(Items listed in a dataset)
------------------------------------------------

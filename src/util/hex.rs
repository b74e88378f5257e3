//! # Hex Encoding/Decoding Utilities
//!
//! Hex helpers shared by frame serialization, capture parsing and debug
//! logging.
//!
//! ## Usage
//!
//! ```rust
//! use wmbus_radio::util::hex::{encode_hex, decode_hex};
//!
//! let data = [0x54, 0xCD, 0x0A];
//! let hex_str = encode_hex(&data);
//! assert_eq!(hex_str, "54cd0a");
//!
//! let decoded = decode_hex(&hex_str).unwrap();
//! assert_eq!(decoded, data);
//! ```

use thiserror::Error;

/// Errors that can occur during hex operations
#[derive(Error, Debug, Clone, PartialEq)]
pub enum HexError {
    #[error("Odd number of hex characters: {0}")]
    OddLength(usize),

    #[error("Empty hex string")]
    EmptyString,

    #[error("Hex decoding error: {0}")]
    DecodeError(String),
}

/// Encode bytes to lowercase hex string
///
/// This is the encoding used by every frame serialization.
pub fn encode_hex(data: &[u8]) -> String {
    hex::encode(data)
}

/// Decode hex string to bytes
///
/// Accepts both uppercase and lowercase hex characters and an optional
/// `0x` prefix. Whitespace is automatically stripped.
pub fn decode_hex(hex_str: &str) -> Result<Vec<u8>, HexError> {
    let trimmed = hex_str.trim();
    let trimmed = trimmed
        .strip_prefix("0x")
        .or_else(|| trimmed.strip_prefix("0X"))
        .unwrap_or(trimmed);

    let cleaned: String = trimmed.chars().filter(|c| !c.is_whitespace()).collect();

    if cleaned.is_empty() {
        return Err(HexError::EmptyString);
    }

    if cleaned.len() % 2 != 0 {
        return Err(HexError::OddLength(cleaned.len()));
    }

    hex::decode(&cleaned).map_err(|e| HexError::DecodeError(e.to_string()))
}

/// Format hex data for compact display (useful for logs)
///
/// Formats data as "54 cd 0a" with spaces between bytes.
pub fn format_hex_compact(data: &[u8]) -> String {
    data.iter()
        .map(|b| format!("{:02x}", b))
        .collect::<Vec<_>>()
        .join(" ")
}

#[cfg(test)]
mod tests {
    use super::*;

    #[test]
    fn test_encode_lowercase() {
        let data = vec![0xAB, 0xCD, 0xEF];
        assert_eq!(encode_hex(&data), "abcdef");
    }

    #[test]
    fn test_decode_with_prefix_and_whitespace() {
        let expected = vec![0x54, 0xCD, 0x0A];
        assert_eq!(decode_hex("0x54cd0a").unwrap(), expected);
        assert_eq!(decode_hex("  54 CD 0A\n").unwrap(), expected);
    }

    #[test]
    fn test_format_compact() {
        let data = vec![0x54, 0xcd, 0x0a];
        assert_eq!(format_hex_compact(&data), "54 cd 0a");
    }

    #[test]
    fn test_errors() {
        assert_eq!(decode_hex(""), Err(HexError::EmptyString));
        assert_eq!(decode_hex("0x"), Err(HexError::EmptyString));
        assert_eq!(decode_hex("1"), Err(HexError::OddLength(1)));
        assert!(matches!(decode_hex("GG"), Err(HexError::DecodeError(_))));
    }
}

------------------------------------------------

YOUR TASK —
Return a copy of each line in the records above that has "OddLength" in it.

RESPONSE AREA —
    OddLength(usize),
        return Err(HexError::OddLength(cleaned.len()));
        assert_eq!(decode_hex("1"), Err(HexError::OddLength(1)));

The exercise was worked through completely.